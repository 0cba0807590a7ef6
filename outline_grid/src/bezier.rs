//! Quadratic Bézier curve math specific to the grid packer: bounding boxes,
//! de Casteljau splitting, and the intersection tests used by the thin-line
//! fixer and the curve-to-cell assignment pass.

use glyph_geometry::line_segment::LineSegment2F;
use glyph_geometry::rect::RectF;
use glyph_geometry::vector::Vector2F;

/// Three consecutive points `(p0, p1, p2)` forming one quadratic Bézier
/// segment, `p0` and `p2` on-curve and `p1` the control point.
#[derive(Clone, Copy, Debug)]
pub struct QuadraticBezier {
    pub p0: Vector2F,
    pub p1: Vector2F,
    pub p2: Vector2F,
}

impl QuadraticBezier {
    #[inline]
    pub fn new(p0: Vector2F, p1: Vector2F, p2: Vector2F) -> QuadraticBezier {
        QuadraticBezier { p0, p1, p2 }
    }

    #[inline]
    pub fn evaluate(&self, t: f32) -> Vector2F {
        let u = 1.0 - t;
        self.p0.scale(u * u) + self.p1.scale(2.0 * u * t) + self.p2.scale(t * t)
    }

    /// Tight axis-aligned bounding box: the endpoints' box extended to the
    /// curve's actual x/y extrema, rather than the (looser) control-polygon
    /// box that simply includes `p1`.
    pub fn bbox(&self) -> RectF {
        let mut rect = RectF::from_points(self.p0.min(self.p2), self.p0.max(self.p2));
        for t in self.axis_extrema_x().into_iter().chain(self.axis_extrema_y()) {
            if t > 0.0 && t < 1.0 {
                rect = rect.union_point(self.evaluate(t));
            }
        }
        rect
    }

    fn axis_extrema_x(&self) -> [f32; 1] {
        [Self::extremum_t(self.p0.x(), self.p1.x(), self.p2.x())]
    }

    fn axis_extrema_y(&self) -> [f32; 1] {
        [Self::extremum_t(self.p0.y(), self.p1.y(), self.p2.y())]
    }

    /// `t` at which `B'(t) == 0` for one scalar axis, or `f32::NAN` if the
    /// axis has no interior extremum (the control polygon is already
    /// monotonic on that axis).
    #[inline]
    fn extremum_t(p0: f32, p1: f32, p2: f32) -> f32 {
        let denom = p0 - 2.0 * p1 + p2;
        if denom == 0.0 {
            f32::NAN
        } else {
            (p0 - p1) / denom
        }
    }

    /// Splits this curve at `t = 0.5` via de Casteljau's algorithm, returning
    /// the three new interior points `(mid01, split, mid12)`: the resulting
    /// two segments are `(p0, mid01, split)` and `(split, mid12, p2)`.
    #[inline]
    pub fn split_in_half(&self) -> (Vector2F, Vector2F, Vector2F) {
        let mid01 = self.p0.lerp(self.p1, 0.5);
        let mid12 = self.p1.lerp(self.p2, 0.5);
        let split = mid01.lerp(mid12, 0.5);
        (mid01, split, mid12)
    }

    /// Roots (in ascending order) of `B(t).axis == value` that lie in `[0, 1]`,
    /// `axis` selecting the x (0) or y (1) coordinate function.
    fn roots_for_axis(&self, value: f32, axis: usize) -> [Option<f32>; 2] {
        let (p0, p1, p2) = if axis == 0 {
            (self.p0.x(), self.p1.x(), self.p2.x())
        } else {
            (self.p0.y(), self.p1.y(), self.p2.y())
        };

        let a = p0 - 2.0 * p1 + p2;
        let b = 2.0 * (p1 - p0);
        let c = p0 - value;

        let mut roots = [None, None];
        if a.abs() < 1e-9 {
            if b.abs() > 1e-9 {
                let t = -c / b;
                if (0.0..=1.0).contains(&t) {
                    roots[0] = Some(t);
                }
            }
            return roots;
        }

        let disc = b * b - 4.0 * a * c;
        if disc < 0.0 {
            return roots;
        }
        let sqrt_disc = disc.sqrt();
        let t0 = (-b - sqrt_disc) / (2.0 * a);
        let t1 = (-b + sqrt_disc) / (2.0 * a);
        let mut out = 0;
        for t in [t0.min(t1), t0.max(t1)] {
            if (0.0..=1.0).contains(&t) {
                roots[out] = Some(t);
                out += 1;
            }
        }
        roots
    }

    /// Precise test of whether this curve passes through the closed
    /// rectangle `rect` — not merely whether their bounding boxes overlap.
    pub fn intersects_rect(&self, rect: RectF) -> bool {
        // A plain `bbox().intersects(rect)` quick-reject would wrongly
        // discard axis-aligned straight edges, whose tight bbox is
        // zero-width or zero-height and so never satisfies `RectF`'s
        // strict-inequality overlap test even when it lies exactly on a
        // cell boundary. Reject only when genuinely disjoint.
        let curve_bbox = self.bbox();
        let disjoint = curve_bbox.max_x() < rect.min_x()
            || curve_bbox.min_x() > rect.max_x()
            || curve_bbox.max_y() < rect.min_y()
            || curve_bbox.min_y() > rect.max_y();
        if disjoint {
            return false;
        }
        if rect.contains_point(self.p0) || rect.contains_point(self.p2) {
            return true;
        }

        for &x in &[rect.min_x(), rect.max_x()] {
            for root in self.roots_for_axis(x, 0).into_iter().flatten() {
                let y = self.evaluate(root).y();
                if y >= rect.min_y() && y <= rect.max_y() {
                    return true;
                }
            }
        }
        for &y in &[rect.min_y(), rect.max_y()] {
            for root in self.roots_for_axis(y, 1).into_iter().flatten() {
                let x = self.evaluate(root).x();
                if x >= rect.min_x() && x <= rect.max_x() {
                    return true;
                }
            }
        }
        false
    }

    /// Whether this curve's control polygon, with the control point's
    /// deviation from the chord midpoint doubled (a conservative bulge used
    /// to give the thin-line fixer some margin), crosses the chord
    /// `(q0, q2)`. Since a quadratic Bézier always lies within the convex
    /// hull of its control points, testing the (exaggerated) triangle's
    /// edges against the chord is a safe over-approximation of the curve
    /// itself actually crossing it.
    pub fn bulged_triangle_intersects_chord(&self, q0: Vector2F, q2: Vector2F) -> bool {
        let mid = self.p0.lerp(self.p2, 0.5);
        let bulge = self.p1 - mid;
        let p1 = self.p1 + bulge;

        let chord = LineSegment2F::new(q0, q2);
        let edges = [
            LineSegment2F::new(self.p0, p1),
            LineSegment2F::new(p1, self.p2),
            LineSegment2F::new(self.p2, self.p0),
        ];
        edges.iter().any(|edge| edge.intersects_line_segment(chord))
    }
}
//! Cell-grid fitting: chooses a resolution and packs per-cell curve
//! references into 32-bit words (§ cellword), growing the grid and retrying
//! whenever any cell overflows.

use crate::bezier::QuadraticBezier;
use crate::cellword::{cell_add_range, make_cell_from_single_edge};
use crate::classify::{add_filled_line, set_filled_cells};
use crate::outline::{ContourRange, Outline, OUTLINE_MAX_POINTS};
use glyph_geometry::rect::RectF;
use glyph_geometry::util::next_power_of_two_u32;
use glyph_geometry::vector::vec2f;
use log::{debug, warn};

const NONE: u32 = u32::MAX;
const MAX_CELL_DIMENSION: u32 = 64;
const ASPECT_RATIO_THRESHOLD: f32 = 1.8;

/// Transient per-cell packing state, discarded at the end of one
/// `try_to_fit_in_cell_count` attempt.
#[derive(Clone, Copy, Debug)]
pub(crate) struct WipCell {
    pub(crate) bbox: RectF,
    from: u32,
    to: u32,
    pub(crate) value: u32,
    start_length: u32,
}

impl WipCell {
    fn new(bbox: RectF) -> WipCell {
        WipCell { bbox, from: NONE, to: NONE, value: 0, start_length: 0 }
    }
}

fn init_wipcells(outline_bbox: RectF, cell_count_x: u32, cell_count_y: u32) -> Vec<WipCell> {
    let w = outline_bbox.width();
    let h = outline_bbox.height();

    let mut cells = Vec::with_capacity((cell_count_x * cell_count_y) as usize);
    for y in 0..cell_count_y {
        for x in 0..cell_count_x {
            let bbox = RectF::from_points(
                vec2f(
                    outline_bbox.min_x() + (x as f32 / cell_count_x as f32) * w,
                    outline_bbox.min_y() + (y as f32 / cell_count_y as f32) * h,
                ),
                vec2f(
                    outline_bbox.min_x() + ((x + 1) as f32 / cell_count_x as f32) * w,
                    outline_bbox.min_y() + ((y + 1) as f32 / cell_count_y as f32) * h,
                ),
            );
            cells.push(WipCell::new(bbox));
        }
    }
    cells
}

/// Extends (or flushes) `cell`'s pending range to cover the segment ending
/// at point index `j`. Returns `false` if flushing caused a packing overflow.
fn wipcell_add_bezier(ucontour_begin: u32, j: u32, cell: &mut WipCell) -> bool {
    let mut ok = true;

    if cell.to != NONE && cell.to != j {
        debug_assert!(cell.to < j);

        if cell.from == ucontour_begin {
            debug_assert_eq!(cell.to % 2, 0);
            debug_assert_eq!(cell.from % 2, 0);
            cell.start_length = (cell.to - cell.from) / 2;
        } else {
            cell.value = cell_add_range(cell.value, cell.from, cell.to);
            ok = cell.value != 0;
        }

        cell.from = j;
    } else if cell.from == NONE {
        cell.from = j;
    }

    cell.to = j + 2;
    ok
}

/// Flushes `cell`'s remaining pending range(s) at the end of a contour,
/// resolving the wrap-around `startLength` continuation. Returns `false` on
/// packing overflow.
fn wipcell_finish_contour(ucontour_begin: u32, ucontour_end: u32, cell: &mut WipCell, max_start_len: &mut u32) -> bool {
    let mut ok = true;

    if cell.to < ucontour_end {
        cell.value = cell_add_range(cell.value, cell.from, cell.to);
        ok &= cell.value != 0;
        cell.from = NONE;
        cell.to = NONE;
    }

    debug_assert!(cell.to == NONE || cell.to == ucontour_end);
    cell.to = NONE;

    if cell.from != NONE && cell.start_length != 0 {
        cell.value = cell_add_range(cell.value, cell.from, ucontour_end + cell.start_length * 2);
        ok &= cell.value != 0;
        *max_start_len = (*max_start_len).max(cell.start_length);
        cell.from = NONE;
        cell.start_length = 0;
    }

    if cell.from != NONE {
        cell.value = cell_add_range(cell.value, cell.from, ucontour_end);
        ok &= cell.value != 0;
        cell.from = NONE;
    }

    if cell.start_length != 0 {
        cell.value = cell_add_range(cell.value, ucontour_begin, ucontour_begin + cell.start_length * 2);
        ok &= cell.value != 0;
        cell.start_length = 0;
    }

    debug_assert!(cell.from == NONE && cell.to == NONE);
    ok
}

/// Assigns one source segment to every cell whose rectangle it actually
/// passes through (not merely whose bbox overlaps).
fn for_each_wipcell_add_bezier(
    source_bbox: RectF,
    segment: QuadraticBezier,
    j: u32,
    ucontour_begin: u32,
    cell_count_x: u32,
    cell_count_y: u32,
    cells: &mut [WipCell],
) -> bool {
    if cell_count_x == 0 || cell_count_y == 0 {
        return true;
    }

    let bezier_bbox = segment.bbox();
    let w = source_bbox.width();
    let h = source_bbox.height();

    let cell_index = |v: f32, count: u32| -> u32 {
        let unclamped = (v * count as f32) as i64;
        unclamped.clamp(0, count as i64 - 1) as u32
    };

    let min_x = cell_index((bezier_bbox.min_x() - source_bbox.min_x()) / w, cell_count_x);
    let min_y = cell_index((bezier_bbox.min_y() - source_bbox.min_y()) / h, cell_count_y);
    let max_x = cell_index((bezier_bbox.max_x() - source_bbox.min_x()) / w, cell_count_x);
    let max_y = cell_index((bezier_bbox.max_y() - source_bbox.min_y()) / h, cell_count_y);

    let mut ok = true;
    for y in min_y..=max_y {
        for x in min_x..=max_x {
            let cell = &mut cells[(y * cell_count_x + x) as usize];
            if segment.intersects_rect(cell.bbox) {
                ok &= wipcell_add_bezier(ucontour_begin, j, cell);
            }
        }
    }
    ok
}

impl Outline {
    /// Attempts to pack `self` into a `cell_count_x * cell_count_y` grid,
    /// returning the reindexed, packed replacement outline on success or
    /// `None` if any cell overflowed its word.
    fn try_to_fit_in_cell_count(&self, cell_count_x: u32, cell_count_y: u32) -> Option<Outline> {
        let mut cells = init_wipcells(self.bbox, cell_count_x, cell_count_y);
        let mut ok = true;

        let mut u = Outline::new();
        u.bbox = self.bbox;
        u.cell_count_x = cell_count_x;
        u.cell_count_y = cell_count_y;

        for &ContourRange { begin: contour_begin, end: contour_end } in &self.contours {
            u.add_odd_point();

            let urange = ContourRange {
                begin: u.points.len() as u32,
                end: u.points.len() as u32 + (contour_end - contour_begin),
            };
            u.contours.push(urange);

            let mut i = contour_begin;
            while i < contour_end {
                let p0 = self.points[i as usize];
                let p1 = self.points[i as usize + 1];

                let j = u.points.len() as u32;
                u.push_point(p0);
                u.push_point(p1);

                let segment = self.segment_at(i);
                ok &= for_each_wipcell_add_bezier(
                    self.bbox,
                    segment,
                    j,
                    urange.begin,
                    cell_count_x,
                    cell_count_y,
                    &mut cells,
                );

                i += 2;
            }

            let mut max_start_len = 0u32;
            for cell in cells.iter_mut() {
                ok &= wipcell_finish_contour(urange.begin, urange.end, cell, &mut max_start_len);
            }

            let continuation_end = contour_begin + max_start_len * 2;
            let mut i = contour_begin;
            while i < continuation_end {
                u.push_point(self.points[i as usize]);
                u.push_point(self.points[i as usize + 1]);
                i += 2;
            }
            u.push_point(self.points[continuation_end as usize]);
        }

        if !ok {
            return None;
        }

        let filled_line = add_filled_line(&mut u);
        let filled_cell = make_cell_from_single_edge(filled_line);
        set_filled_cells(&u, &mut cells, filled_cell);

        u.cells = cells.iter().map(|cell| cell.value).collect();

        Some(u)
    }

    /// Chooses a cell-grid resolution and packs the outline into it, growing
    /// the grid (doubling the narrower dimension) each time packing
    /// overflows a cell, until it fits or the grid exceeds 64 per side.
    /// Glyphs over [`OUTLINE_MAX_POINTS`] points, or that never fit, are left
    /// with a zeroed `0x0` grid.
    pub fn make_cells(&mut self) {
        if self.points.len() > OUTLINE_MAX_POINTS {
            warn!(
                "outline has {} points (max {}), skipping cell packing",
                self.points.len(),
                OUTLINE_MAX_POINTS
            );
            self.cell_count_x = 0;
            self.cell_count_y = 0;
            return;
        }

        let w = self.bbox.width();
        let h = self.bbox.height();

        let c = next_power_of_two_u32((self.points.len() as f32 * 0.75).sqrt() as u32);
        let mut cell_count_x = c;
        let mut cell_count_y = c;

        if h > w * ASPECT_RATIO_THRESHOLD {
            cell_count_x = (cell_count_x / 2).max(1);
        }
        if w > h * ASPECT_RATIO_THRESHOLD {
            cell_count_y = (cell_count_y / 2).max(1);
        }

        let mut attempt = 0u32;
        loop {
            attempt += 1;
            debug!("attempt {}: fitting a {}x{} cell grid", attempt, cell_count_x, cell_count_y);

            if let Some(fitted) = self.try_to_fit_in_cell_count(cell_count_x, cell_count_y) {
                *self = fitted;
                return;
            }

            if cell_count_x > MAX_CELL_DIMENSION || cell_count_y > MAX_CELL_DIMENSION {
                warn!("packing never fit within a {0}x{0} grid; leaving outline unrendered", MAX_CELL_DIMENSION);
                self.cell_count_x = 0;
                self.cell_count_y = 0;
                return;
            }

            if cell_count_x == cell_count_y {
                if w > h {
                    cell_count_x *= 2;
                } else {
                    cell_count_y *= 2;
                }
            } else if cell_count_x < cell_count_y {
                cell_count_x *= 2;
            } else {
                cell_count_y *= 2;
            }
        }
    }
}

#[cfg(test)]
mod test {
    use super::*;
    use glyph_geometry::vector::vec2f;

    fn square() -> Outline {
        let mut o = Outline::new();
        o.bbox = RectF::from_points(vec2f(0.0, 0.0), vec2f(4.0, 4.0));
        for p in [
            vec2f(0.0, 0.0),
            vec2f(2.0, 0.0),
            vec2f(4.0, 0.0),
            vec2f(4.0, 2.0),
            vec2f(4.0, 4.0),
            vec2f(2.0, 4.0),
            vec2f(0.0, 4.0),
            vec2f(0.0, 2.0),
            vec2f(0.0, 0.0),
        ] {
            o.push_point(p);
        }
        o.contours.push(ContourRange { begin: 0, end: 8 });
        o
    }

    #[test]
    fn square_packs_into_a_power_of_two_grid() {
        let mut o = square();
        o.make_cells();
        assert!(o.cell_count_x.is_power_of_two() || o.cell_count_x == 0);
        assert!(o.cell_count_y.is_power_of_two() || o.cell_count_y == 0);
        assert_eq!(o.cells.len(), (o.cell_count_x * o.cell_count_y) as usize);
    }

    #[test]
    fn single_cell_square_packs_as_one_range_in_slot_b() {
        // A square small enough that the grid search settles on a single
        // cell covering the whole bbox: its 4 segments land as one range
        // `[0, 8)`, matching the worked example in `cellword::test`.
        let mut o = square();
        let fitted = o.try_to_fit_in_cell_count(1, 1).expect("1x1 grid must fit 4 segments");
        assert_eq!(fitted.cells.len(), 1);
        assert_eq!(fitted.cells[0], 0x0000_0010);
    }

    #[test]
    fn oversized_outline_gets_zero_grid() {
        let mut o = Outline::new();
        o.bbox = RectF::from_points(vec2f(0.0, 0.0), vec2f(1.0, 1.0));
        for _ in 0..(OUTLINE_MAX_POINTS + 1) {
            o.push_point(vec2f(0.0, 0.0));
        }
        o.make_cells();
        assert_eq!(o.cell_count_x, 0);
        assert_eq!(o.cell_count_y, 0);
    }

    #[test]
    fn empty_outline_gets_zero_grid_without_looping() {
        let mut o = Outline::new();
        o.bbox = RectF::default();
        o.make_cells();
        assert_eq!(o.cell_count_x, 0);
        assert_eq!(o.cell_count_y, 0);
    }
}
//! Thin-line repair and unconditional subdivision: both rebuild the outline
//! contour-by-contour into a fresh point array, the same "build `u`, then
//! replace `self`" shape the cell packer uses.

use crate::outline::{ContourRange, Outline};

impl Outline {
    /// Subdivides every segment in every contour at `t = 0.5`, unconditionally
    /// doubling the segment count. Not part of the default pipeline; exposed
    /// for callers tuning resolution externally.
    pub fn subdivide(&mut self) {
        let mut u = Outline::new();
        u.bbox = self.bbox;

        for &ContourRange { begin: contour_begin, end: contour_end } in &self.contours {
            u.add_odd_point();
            u.contours.push(ContourRange { begin: u.points.len() as u32, end: u32::MAX });

            let mut i = contour_begin;
            while i < contour_end {
                let p0 = self.points[i as usize];
                let (mid01, split, mid12) = self.segment_at(i).split_in_half();

                u.push_point(p0);
                u.push_point(mid01);
                u.push_point(split);
                u.push_point(mid12);

                i += 2;
            }

            u.contours.last_mut().unwrap().end = u.points.len() as u32;
            u.push_point(self.points[contour_end as usize]);
        }

        *self = u;
    }

    /// Single pass: for each segment, tests intersection against every
    /// non-adjacent segment in the same contour and subdivides offenders.
    /// Adjacency exclusions are the segment itself, its immediate
    /// neighbors (±2 point indices), and the wrap-around first↔last pair.
    pub fn fix_thin_lines(&mut self) {
        let mut u = Outline::new();
        u.bbox = self.bbox;

        for &ContourRange { begin: contour_begin, end: contour_end } in &self.contours {
            u.add_odd_point();
            u.contours.push(ContourRange { begin: u.points.len() as u32, end: u32::MAX });

            let mut i = contour_begin;
            while i < contour_end {
                let p0 = self.points[i as usize];
                let p1 = self.points[i as usize + 1];
                let segment = self.segment_at(i);

                let mut subdivide = false;
                let mut j = contour_begin;
                while j < contour_end {
                    let adjacent = (i == contour_begin && j == contour_end - 2)
                        || (i == contour_end - 2 && j == contour_begin)
                        || (j + 2 >= i && j <= i + 2);

                    if !adjacent {
                        let q0 = self.points[j as usize];
                        let q2 = self.points[j as usize + 2];
                        if segment.bulged_triangle_intersects_chord(q0, q2) {
                            subdivide = true;
                        }
                    }

                    j += 2;
                }

                if subdivide {
                    let (mid01, split, mid12) = segment.split_in_half();
                    u.push_point(p0);
                    u.push_point(mid01);
                    u.push_point(split);
                    u.push_point(mid12);
                } else {
                    u.push_point(p0);
                    u.push_point(p1);
                }

                i += 2;
            }

            u.contours.last_mut().unwrap().end = u.points.len() as u32;
            u.push_point(self.points[contour_end as usize]);
        }

        *self = u;
    }
}

#[cfg(test)]
mod test {
    use super::*;
    use glyph_geometry::rect::RectF;
    use glyph_geometry::vector::vec2f;

    fn square() -> Outline {
        let mut o = Outline::new();
        o.bbox = RectF::from_points(vec2f(0.0, 0.0), vec2f(4.0, 4.0));
        for p in [
            vec2f(0.0, 0.0),
            vec2f(2.0, 0.0),
            vec2f(4.0, 0.0),
            vec2f(4.0, 2.0),
            vec2f(4.0, 4.0),
            vec2f(2.0, 4.0),
            vec2f(0.0, 4.0),
            vec2f(0.0, 2.0),
            vec2f(0.0, 0.0),
        ] {
            o.push_point(p);
        }
        o.contours.push(ContourRange { begin: 0, end: 8 });
        o
    }

    #[test]
    fn well_separated_square_is_unaffected() {
        let mut o = square();
        let before = o.points.len();
        o.fix_thin_lines();
        assert_eq!(o.points.len(), before);
    }

    #[test]
    fn fix_thin_lines_is_idempotent_on_a_clean_contour() {
        let mut o = square();
        o.fix_thin_lines();
        let once = o.points.len();
        o.fix_thin_lines();
        assert_eq!(o.points.len(), once);
    }

    #[test]
    fn subdivide_doubles_segment_count() {
        let mut o = square();
        let segments_before = o.contours[0].segment_count();
        o.subdivide();
        assert_eq!(o.contours[0].segment_count(), segments_before * 2);
    }

    #[test]
    fn close_opposite_segments_within_a_contour_get_subdivided() {
        // A thin, nearly-flat sliver with four segments: the bottom and top
        // edges are not adjacent under the exclusion rule (only the two end
        // caps are their neighbors), and their control points are close
        // enough together to trigger a subdivision once bulged.
        let mut o = Outline::new();
        o.bbox = RectF::from_points(vec2f(-1.0, -1.0), vec2f(10.0, 1.0));
        for p in [
            vec2f(0.0, 0.0),
            vec2f(5.0, 0.02),
            vec2f(10.0, 0.0),
            vec2f(10.0, 0.01),
            vec2f(10.0, 0.02),
            vec2f(5.0, 0.0),
            vec2f(0.0, 0.02),
            vec2f(0.0, 0.01),
            vec2f(0.0, 0.0),
        ] {
            o.push_point(p);
        }
        o.contours.push(ContourRange { begin: 0, end: 8 });
        let before = o.points.len();
        o.fix_thin_lines();
        assert!(o.points.len() > before);
    }
}
//! Interior classification: after packing, cells that never received a curve
//! reference are tested against every contour via a nearest-chord
//! signed-distance vote, and the ones found inside are pointed at a
//! synthetic far-offscreen "filled" segment.

use crate::grid::WipCell;
use crate::outline::Outline;
use glyph_geometry::line_segment::LineSegment2F;
use glyph_geometry::rect::RectF;
use glyph_geometry::vector::{vec2f, Vector2F};

/// Distance tolerance for treating two candidate nearest chords as tied, so
/// corner cases (the query point lands exactly on a shared vertex) fall
/// through to the sign-disambiguation branch rather than an arbitrary pick.
const TIE_EPSILON: f32 = 0.0001;

#[inline]
fn chord_t(p0: Vector2F, p2: Vector2F, p: Vector2F) -> f32 {
    LineSegment2F::new(p0, p2).solve_t_for_point(p)
}

#[inline]
fn chord_signed_distance(p0: Vector2F, p2: Vector2F, p: Vector2F) -> f32 {
    LineSegment2F::new(p0, p2).signed_distance_to_point(p)
}

/// Whether `bbox`'s center lies inside the filled region described by
/// `outline`'s contours, via nearest-chord signed-distance voting.
pub(crate) fn is_cell_filled(outline: &Outline, bbox: RectF) -> bool {
    let p = vec2f((bbox.max_x() + bbox.min_x()) / 2.0, (bbox.max_y() + bbox.min_y()) / 2.0);

    let mut min_dist = f32::MAX;
    let mut v = f32::MAX;
    let mut last_i = u32::MAX;

    for &range in &outline.contours {
        let contour_begin = range.begin;
        let contour_end = range.end;

        let mut i = contour_begin;
        while i < contour_end {
            let p0 = outline.points[i as usize];
            let p2 = outline.points[i as usize + 2];

            let t = chord_t(p0, p2, p);
            let p02 = p0.lerp(p2, t);
            let udist = p02.distance(p);

            if udist < min_dist + TIE_EPSILON {
                let d = chord_signed_distance(p0, p2, p);

                if udist >= min_dist && i > contour_begin {
                    let wraps_to_start = i == contour_end - 2 && last_i == contour_begin;
                    let last_d = if wraps_to_start {
                        chord_signed_distance(p0, p2, outline.points[contour_begin as usize + 2])
                    } else {
                        chord_signed_distance(p0, p2, outline.points[i as usize - 2])
                    };

                    v = if last_d < 0.0 { d.max(v) } else { d.min(v) };
                } else {
                    v = d;
                }

                min_dist = min_dist.min(udist);
                last_i = i;
            }

            i += 2;
        }
    }

    v > 0.0
}

/// Points every still-empty cell whose center classifies as filled at
/// `filled_cell`, the single-edge sentinel word.
pub(crate) fn set_filled_cells(outline: &Outline, cells: &mut [WipCell], filled_cell: u32) {
    for cell in cells.iter_mut() {
        if cell.value == 0 && is_cell_filled(outline, cell.bbox) {
            cell.value = filled_cell;
        }
    }
}

/// Appends a synthetic three-point segment far above the glyph's bbox, used
/// as the referent for the "filled" sentinel cell word. Returns the point
/// index of its first point.
pub(crate) fn add_filled_line(outline: &mut Outline) -> u32 {
    outline.add_odd_point();

    let index = outline.points.len() as u32;
    let y = outline.bbox.max_y() + 1000.0;
    let min_x = outline.bbox.min_x();

    outline.push_point(vec2f(min_x, y));
    outline.push_point(vec2f(min_x + 10.0, y));
    outline.push_point(vec2f(min_x + 20.0, y));

    index
}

What to produce:
Examine the records above and state the number of lines that include "pending", with no further text.

Output for this exercise:
2